What you are asked to do: Wherever the line with "pub fn prompt_or<'a>(&'a" sits in the listing below, transcribe from it up to and including the line with "Successful response body", exactly, and leave the remaining lines out.

☆ ☆ ☆

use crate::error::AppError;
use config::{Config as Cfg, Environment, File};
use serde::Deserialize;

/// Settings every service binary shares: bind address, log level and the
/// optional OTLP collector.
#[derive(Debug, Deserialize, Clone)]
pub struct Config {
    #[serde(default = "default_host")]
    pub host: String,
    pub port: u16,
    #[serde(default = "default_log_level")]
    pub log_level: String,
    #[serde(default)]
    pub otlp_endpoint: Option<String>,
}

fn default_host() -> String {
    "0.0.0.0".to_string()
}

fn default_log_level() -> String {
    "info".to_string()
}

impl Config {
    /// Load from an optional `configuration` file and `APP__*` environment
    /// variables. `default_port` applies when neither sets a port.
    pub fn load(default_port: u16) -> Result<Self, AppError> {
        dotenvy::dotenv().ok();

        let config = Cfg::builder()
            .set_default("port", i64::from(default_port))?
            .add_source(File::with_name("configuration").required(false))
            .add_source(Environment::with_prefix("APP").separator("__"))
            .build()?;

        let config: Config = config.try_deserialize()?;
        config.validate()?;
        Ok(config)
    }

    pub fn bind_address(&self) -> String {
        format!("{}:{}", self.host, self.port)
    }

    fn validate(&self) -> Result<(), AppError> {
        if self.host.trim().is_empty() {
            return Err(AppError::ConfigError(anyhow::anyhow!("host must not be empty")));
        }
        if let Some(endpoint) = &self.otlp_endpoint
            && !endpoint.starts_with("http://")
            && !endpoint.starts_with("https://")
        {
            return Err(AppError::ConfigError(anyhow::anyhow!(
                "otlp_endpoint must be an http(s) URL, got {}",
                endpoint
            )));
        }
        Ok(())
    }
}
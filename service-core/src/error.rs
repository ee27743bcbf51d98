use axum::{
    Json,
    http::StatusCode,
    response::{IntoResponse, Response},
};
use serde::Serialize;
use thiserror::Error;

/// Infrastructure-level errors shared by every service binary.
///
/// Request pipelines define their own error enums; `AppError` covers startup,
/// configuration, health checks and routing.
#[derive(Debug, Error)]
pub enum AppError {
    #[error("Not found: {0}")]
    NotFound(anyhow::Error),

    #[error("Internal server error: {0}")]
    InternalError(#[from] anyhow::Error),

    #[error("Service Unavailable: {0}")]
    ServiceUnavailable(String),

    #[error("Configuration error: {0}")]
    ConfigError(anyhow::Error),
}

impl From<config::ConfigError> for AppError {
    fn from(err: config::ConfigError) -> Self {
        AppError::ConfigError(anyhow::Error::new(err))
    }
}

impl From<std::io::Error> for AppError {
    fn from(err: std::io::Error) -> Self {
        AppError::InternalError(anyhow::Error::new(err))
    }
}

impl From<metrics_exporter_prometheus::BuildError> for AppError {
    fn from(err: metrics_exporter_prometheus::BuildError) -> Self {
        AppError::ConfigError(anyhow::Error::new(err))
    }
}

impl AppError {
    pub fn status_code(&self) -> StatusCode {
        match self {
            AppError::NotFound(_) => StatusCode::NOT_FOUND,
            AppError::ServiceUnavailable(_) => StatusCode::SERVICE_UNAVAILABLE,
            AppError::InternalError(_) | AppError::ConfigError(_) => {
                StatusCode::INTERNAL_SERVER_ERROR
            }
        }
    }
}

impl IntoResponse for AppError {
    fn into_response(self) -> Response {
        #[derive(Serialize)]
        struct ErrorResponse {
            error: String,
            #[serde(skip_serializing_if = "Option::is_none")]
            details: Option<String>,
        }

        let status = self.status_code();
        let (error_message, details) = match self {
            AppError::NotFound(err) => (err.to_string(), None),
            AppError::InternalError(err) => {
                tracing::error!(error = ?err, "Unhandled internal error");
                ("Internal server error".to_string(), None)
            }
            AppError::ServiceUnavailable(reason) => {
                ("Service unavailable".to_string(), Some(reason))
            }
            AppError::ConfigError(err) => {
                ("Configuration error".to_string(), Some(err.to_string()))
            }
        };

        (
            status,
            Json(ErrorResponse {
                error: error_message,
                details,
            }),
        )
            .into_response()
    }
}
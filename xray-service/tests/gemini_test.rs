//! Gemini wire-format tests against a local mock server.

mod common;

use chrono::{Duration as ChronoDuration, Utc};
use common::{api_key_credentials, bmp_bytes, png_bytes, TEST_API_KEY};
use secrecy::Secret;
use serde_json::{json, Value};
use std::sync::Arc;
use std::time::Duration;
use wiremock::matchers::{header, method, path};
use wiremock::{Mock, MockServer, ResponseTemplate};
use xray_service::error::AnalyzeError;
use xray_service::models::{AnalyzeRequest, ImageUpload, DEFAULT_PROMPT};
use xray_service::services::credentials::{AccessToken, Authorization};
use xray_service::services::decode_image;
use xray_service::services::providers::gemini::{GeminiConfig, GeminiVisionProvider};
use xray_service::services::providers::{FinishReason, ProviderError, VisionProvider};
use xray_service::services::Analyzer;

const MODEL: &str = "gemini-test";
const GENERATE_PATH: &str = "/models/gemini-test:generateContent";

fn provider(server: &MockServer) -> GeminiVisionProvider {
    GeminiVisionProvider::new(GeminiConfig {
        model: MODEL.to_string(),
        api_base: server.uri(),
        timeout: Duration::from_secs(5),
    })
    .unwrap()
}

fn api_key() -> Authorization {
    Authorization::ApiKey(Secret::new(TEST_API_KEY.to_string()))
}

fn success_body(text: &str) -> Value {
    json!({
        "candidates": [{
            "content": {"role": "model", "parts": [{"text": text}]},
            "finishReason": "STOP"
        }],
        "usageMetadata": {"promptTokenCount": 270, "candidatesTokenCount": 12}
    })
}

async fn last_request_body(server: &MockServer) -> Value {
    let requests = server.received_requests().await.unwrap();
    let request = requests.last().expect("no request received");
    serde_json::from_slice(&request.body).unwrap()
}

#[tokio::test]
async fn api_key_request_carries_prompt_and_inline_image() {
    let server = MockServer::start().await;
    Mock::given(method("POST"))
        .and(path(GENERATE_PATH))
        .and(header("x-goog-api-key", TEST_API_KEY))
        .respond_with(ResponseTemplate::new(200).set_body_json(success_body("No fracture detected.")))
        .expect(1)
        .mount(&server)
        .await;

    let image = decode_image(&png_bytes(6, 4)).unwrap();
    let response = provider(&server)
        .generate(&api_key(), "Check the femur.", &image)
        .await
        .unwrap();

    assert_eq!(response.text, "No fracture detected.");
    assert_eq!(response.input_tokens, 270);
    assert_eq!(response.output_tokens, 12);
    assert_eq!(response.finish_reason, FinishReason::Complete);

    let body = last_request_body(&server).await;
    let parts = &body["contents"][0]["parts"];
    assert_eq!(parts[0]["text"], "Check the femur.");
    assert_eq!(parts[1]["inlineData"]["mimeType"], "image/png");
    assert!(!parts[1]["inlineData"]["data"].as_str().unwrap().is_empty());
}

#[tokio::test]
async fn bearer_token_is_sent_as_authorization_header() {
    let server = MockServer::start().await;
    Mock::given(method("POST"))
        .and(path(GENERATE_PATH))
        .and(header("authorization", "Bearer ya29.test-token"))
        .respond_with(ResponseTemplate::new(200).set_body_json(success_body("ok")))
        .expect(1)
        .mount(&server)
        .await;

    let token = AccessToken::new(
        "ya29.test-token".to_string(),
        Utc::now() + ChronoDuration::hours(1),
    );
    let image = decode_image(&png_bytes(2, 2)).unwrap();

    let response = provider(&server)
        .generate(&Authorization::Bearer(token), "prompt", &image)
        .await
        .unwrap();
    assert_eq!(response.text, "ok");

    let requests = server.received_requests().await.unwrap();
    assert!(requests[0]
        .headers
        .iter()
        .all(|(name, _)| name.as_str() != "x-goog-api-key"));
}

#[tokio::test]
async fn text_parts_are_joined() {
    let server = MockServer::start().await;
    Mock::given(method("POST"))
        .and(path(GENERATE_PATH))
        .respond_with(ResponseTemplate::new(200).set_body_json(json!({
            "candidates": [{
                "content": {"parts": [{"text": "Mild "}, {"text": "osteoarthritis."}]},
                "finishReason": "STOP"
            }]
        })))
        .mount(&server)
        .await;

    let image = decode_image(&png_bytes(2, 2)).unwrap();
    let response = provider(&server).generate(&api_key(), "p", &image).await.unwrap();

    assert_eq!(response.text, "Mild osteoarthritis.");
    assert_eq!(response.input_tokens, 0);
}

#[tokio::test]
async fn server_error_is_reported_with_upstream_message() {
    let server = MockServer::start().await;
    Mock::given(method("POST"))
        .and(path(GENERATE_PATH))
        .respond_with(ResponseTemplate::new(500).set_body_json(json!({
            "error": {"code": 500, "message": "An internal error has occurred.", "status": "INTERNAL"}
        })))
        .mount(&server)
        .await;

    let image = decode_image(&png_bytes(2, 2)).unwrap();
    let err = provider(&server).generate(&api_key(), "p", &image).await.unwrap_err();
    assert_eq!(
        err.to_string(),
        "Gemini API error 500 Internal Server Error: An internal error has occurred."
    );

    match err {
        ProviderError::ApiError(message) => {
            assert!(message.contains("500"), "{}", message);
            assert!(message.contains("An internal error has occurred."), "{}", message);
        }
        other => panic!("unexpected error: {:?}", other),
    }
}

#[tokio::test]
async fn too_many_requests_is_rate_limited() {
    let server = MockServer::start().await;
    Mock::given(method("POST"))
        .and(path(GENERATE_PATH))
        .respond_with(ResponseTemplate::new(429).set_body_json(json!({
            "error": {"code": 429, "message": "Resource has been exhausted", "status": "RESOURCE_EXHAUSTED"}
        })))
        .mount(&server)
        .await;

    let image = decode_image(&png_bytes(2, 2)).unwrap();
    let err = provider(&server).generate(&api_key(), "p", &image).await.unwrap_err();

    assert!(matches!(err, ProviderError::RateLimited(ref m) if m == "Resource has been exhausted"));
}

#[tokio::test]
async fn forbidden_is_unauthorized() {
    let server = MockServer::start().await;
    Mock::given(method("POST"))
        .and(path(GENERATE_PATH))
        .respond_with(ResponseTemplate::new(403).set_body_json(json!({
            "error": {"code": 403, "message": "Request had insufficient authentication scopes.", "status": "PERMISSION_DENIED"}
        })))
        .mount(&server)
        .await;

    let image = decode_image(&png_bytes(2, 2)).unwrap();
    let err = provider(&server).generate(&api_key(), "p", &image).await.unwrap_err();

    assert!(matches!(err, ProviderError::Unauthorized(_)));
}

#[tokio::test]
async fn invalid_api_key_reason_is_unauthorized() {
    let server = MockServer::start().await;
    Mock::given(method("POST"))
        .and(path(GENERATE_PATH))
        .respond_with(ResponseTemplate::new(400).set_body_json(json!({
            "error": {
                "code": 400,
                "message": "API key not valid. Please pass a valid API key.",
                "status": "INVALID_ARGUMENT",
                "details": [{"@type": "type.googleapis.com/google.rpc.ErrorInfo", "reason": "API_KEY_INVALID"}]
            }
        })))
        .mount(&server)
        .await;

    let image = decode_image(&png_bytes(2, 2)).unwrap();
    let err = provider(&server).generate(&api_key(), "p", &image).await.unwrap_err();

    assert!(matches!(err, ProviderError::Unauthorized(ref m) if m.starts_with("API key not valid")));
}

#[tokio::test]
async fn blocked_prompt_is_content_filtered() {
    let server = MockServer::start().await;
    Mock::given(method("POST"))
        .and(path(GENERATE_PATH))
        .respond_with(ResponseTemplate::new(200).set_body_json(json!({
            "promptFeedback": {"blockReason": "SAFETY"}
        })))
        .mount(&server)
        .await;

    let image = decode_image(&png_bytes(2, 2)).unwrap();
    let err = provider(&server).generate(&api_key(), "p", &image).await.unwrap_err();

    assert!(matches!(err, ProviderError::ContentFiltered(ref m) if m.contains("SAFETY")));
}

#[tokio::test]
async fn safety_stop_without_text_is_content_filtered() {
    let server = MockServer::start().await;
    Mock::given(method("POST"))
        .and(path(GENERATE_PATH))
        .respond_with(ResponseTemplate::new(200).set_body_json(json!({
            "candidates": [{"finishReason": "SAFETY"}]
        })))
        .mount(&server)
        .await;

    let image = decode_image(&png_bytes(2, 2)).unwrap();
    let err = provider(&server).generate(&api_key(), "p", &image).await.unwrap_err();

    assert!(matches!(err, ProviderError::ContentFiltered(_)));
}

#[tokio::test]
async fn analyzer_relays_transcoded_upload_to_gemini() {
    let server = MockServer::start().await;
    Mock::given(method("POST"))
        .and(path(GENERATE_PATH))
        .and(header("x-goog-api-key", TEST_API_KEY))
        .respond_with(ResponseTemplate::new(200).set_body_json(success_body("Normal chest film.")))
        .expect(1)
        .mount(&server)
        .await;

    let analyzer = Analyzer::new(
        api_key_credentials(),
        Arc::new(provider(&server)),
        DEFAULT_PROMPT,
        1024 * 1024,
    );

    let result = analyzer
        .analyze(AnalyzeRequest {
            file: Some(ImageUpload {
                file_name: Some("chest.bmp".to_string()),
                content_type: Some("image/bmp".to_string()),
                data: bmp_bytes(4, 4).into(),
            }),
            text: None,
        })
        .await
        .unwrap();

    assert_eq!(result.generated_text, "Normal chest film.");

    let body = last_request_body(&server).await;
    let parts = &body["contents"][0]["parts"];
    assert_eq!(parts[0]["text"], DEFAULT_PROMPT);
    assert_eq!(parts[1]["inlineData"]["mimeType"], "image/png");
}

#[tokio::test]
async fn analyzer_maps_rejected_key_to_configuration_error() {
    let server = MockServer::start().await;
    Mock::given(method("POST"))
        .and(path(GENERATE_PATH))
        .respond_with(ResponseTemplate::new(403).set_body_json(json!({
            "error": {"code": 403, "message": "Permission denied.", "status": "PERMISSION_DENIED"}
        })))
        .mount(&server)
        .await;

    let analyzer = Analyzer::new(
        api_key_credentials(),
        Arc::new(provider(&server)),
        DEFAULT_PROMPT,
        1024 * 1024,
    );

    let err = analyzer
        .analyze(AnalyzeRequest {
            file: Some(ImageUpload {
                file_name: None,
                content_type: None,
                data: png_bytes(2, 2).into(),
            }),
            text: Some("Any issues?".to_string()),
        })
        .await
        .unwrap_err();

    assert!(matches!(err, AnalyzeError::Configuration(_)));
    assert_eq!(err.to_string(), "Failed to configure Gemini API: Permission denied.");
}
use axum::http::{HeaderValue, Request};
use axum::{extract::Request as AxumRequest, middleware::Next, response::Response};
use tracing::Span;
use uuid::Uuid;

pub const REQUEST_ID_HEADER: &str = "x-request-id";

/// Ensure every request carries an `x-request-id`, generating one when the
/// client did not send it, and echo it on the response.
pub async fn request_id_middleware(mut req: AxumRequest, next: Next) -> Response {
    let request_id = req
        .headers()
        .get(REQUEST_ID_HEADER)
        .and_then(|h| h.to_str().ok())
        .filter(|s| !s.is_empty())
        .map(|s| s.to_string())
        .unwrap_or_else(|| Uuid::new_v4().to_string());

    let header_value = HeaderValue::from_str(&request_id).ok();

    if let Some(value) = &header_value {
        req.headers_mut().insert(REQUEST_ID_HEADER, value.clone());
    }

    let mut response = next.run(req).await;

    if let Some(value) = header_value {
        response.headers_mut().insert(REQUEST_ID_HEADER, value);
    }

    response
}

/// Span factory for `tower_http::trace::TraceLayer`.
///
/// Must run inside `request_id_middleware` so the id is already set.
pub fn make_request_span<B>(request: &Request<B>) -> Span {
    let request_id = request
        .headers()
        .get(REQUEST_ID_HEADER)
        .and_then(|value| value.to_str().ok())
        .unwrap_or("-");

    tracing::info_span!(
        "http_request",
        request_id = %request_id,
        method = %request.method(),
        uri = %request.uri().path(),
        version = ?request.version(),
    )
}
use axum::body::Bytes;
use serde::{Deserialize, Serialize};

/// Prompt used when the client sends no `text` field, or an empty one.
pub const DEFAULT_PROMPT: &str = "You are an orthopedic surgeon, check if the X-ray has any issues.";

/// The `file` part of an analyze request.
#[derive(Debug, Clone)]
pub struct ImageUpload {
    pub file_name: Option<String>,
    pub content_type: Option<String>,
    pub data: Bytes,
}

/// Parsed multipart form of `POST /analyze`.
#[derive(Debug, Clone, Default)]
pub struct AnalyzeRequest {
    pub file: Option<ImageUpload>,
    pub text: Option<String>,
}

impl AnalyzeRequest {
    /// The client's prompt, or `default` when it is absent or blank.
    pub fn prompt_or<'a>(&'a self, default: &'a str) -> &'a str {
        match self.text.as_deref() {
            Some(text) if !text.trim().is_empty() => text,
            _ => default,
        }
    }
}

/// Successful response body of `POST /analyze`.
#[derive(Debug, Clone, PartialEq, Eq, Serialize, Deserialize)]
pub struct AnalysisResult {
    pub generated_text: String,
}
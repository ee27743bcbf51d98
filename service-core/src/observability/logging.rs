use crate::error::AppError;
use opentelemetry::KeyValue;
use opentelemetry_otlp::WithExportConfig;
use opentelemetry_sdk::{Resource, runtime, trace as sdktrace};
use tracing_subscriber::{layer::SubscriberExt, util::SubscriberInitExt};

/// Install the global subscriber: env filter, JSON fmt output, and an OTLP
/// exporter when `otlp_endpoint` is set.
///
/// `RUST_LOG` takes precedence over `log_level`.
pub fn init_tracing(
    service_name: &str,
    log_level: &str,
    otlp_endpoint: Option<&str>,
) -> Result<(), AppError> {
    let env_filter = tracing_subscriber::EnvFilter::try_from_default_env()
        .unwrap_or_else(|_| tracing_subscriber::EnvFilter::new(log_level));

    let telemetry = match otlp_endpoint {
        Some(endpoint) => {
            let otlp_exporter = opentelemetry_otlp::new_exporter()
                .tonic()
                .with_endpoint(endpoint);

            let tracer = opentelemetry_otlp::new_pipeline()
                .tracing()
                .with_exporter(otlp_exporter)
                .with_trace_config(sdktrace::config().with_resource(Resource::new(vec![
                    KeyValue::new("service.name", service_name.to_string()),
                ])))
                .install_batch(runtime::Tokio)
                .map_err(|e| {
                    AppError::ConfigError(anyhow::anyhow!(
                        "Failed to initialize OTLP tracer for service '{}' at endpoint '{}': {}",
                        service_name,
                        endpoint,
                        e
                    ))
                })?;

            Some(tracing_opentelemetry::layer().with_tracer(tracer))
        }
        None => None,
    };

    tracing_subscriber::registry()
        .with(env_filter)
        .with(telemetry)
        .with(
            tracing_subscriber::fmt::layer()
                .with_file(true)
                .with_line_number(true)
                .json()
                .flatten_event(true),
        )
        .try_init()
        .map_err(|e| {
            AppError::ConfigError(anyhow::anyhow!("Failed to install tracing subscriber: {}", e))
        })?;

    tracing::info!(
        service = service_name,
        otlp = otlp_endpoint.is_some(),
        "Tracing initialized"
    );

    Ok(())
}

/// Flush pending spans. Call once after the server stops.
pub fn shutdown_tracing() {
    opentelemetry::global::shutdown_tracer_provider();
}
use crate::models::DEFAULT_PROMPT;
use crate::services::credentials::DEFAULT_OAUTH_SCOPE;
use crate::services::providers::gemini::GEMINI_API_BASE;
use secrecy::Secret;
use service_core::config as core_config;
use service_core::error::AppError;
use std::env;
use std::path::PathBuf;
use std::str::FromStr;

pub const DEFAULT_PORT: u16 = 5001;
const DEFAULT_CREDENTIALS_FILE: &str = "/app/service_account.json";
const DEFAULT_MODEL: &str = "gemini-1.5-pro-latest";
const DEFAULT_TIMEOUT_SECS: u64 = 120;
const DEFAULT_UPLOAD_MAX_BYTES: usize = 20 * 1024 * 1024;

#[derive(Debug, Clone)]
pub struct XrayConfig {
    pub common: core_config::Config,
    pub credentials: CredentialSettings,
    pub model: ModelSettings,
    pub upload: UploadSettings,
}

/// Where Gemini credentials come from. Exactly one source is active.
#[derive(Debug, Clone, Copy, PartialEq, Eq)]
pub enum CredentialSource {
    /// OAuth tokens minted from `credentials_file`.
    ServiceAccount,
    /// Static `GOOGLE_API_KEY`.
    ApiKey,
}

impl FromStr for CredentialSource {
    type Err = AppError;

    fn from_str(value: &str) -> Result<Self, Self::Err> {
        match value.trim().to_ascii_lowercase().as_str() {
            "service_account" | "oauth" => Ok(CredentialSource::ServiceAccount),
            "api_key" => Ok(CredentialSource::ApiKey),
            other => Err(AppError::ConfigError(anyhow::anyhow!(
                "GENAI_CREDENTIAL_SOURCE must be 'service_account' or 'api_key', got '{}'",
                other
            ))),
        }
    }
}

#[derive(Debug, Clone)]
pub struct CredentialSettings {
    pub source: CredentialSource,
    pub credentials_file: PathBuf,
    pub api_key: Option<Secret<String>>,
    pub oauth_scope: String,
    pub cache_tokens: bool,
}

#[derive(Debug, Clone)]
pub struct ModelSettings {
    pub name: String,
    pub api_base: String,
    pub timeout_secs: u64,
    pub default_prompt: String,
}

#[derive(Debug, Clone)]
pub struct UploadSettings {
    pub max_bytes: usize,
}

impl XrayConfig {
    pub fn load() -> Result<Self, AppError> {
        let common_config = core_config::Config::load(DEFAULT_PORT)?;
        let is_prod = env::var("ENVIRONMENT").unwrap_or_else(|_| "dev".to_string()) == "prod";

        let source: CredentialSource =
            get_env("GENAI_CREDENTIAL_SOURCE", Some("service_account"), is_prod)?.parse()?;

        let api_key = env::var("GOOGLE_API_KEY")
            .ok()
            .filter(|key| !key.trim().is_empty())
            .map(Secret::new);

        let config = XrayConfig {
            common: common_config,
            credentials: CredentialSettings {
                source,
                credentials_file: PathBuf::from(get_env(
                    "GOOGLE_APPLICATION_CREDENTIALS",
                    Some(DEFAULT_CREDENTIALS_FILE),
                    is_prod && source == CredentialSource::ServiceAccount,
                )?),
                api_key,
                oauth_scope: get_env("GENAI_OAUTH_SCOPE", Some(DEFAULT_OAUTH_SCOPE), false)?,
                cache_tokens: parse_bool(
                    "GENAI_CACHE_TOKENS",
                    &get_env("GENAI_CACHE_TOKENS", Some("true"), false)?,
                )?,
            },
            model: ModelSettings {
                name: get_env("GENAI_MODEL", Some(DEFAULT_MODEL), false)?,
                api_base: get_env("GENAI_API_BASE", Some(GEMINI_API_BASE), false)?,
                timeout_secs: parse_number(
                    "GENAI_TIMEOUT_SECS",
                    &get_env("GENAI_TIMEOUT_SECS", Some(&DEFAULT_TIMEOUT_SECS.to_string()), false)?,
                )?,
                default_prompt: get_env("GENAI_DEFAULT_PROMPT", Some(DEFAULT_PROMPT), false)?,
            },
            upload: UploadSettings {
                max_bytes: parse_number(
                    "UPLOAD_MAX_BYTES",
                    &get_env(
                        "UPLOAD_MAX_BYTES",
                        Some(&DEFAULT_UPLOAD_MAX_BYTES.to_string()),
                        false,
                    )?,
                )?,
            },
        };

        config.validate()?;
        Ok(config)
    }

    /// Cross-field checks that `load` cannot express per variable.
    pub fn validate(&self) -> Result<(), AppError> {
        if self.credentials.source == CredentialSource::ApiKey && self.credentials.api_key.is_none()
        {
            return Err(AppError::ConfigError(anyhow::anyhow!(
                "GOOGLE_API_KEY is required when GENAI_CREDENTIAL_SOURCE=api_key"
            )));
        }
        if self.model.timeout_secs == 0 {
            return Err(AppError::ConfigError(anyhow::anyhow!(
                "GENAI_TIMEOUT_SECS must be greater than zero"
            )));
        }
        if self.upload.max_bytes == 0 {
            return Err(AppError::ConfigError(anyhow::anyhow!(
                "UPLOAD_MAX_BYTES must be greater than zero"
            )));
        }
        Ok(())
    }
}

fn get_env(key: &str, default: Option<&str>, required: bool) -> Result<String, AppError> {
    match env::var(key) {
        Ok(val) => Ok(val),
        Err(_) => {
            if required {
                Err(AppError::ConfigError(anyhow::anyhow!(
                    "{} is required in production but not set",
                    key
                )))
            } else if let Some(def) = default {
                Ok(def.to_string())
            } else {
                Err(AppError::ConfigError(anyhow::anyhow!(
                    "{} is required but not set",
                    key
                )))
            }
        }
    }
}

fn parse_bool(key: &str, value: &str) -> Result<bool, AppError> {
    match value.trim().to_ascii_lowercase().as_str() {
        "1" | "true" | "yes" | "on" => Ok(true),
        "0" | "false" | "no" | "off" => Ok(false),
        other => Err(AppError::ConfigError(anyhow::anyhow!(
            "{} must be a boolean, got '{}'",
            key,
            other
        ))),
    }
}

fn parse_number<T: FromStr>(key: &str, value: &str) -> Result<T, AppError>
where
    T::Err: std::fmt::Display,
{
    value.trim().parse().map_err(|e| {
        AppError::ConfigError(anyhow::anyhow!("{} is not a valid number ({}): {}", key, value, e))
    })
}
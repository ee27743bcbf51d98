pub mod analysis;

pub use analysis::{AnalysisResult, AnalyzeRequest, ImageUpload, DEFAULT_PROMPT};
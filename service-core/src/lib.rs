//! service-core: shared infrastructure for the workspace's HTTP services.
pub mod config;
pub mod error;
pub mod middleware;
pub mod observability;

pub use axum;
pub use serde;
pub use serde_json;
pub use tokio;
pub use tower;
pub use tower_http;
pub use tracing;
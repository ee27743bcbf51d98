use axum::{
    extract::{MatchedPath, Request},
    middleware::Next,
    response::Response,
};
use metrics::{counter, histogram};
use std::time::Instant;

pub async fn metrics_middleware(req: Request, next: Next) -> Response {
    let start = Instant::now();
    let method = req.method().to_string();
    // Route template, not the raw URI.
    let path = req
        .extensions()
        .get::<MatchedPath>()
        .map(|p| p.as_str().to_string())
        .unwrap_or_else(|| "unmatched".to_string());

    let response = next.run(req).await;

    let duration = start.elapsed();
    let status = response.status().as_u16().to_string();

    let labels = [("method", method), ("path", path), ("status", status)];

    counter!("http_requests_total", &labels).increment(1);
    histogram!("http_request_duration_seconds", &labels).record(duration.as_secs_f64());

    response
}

☆ ☆ ☆

Completed exercise:
    pub fn prompt_or<'a>(&'a self, default: &'a str) -> &'a str {
        match self.text.as_deref() {
            Some(text) if !text.trim().is_empty() => text,
            _ => default,
        }
    }
}

/// Successful response body of `POST /analyze`.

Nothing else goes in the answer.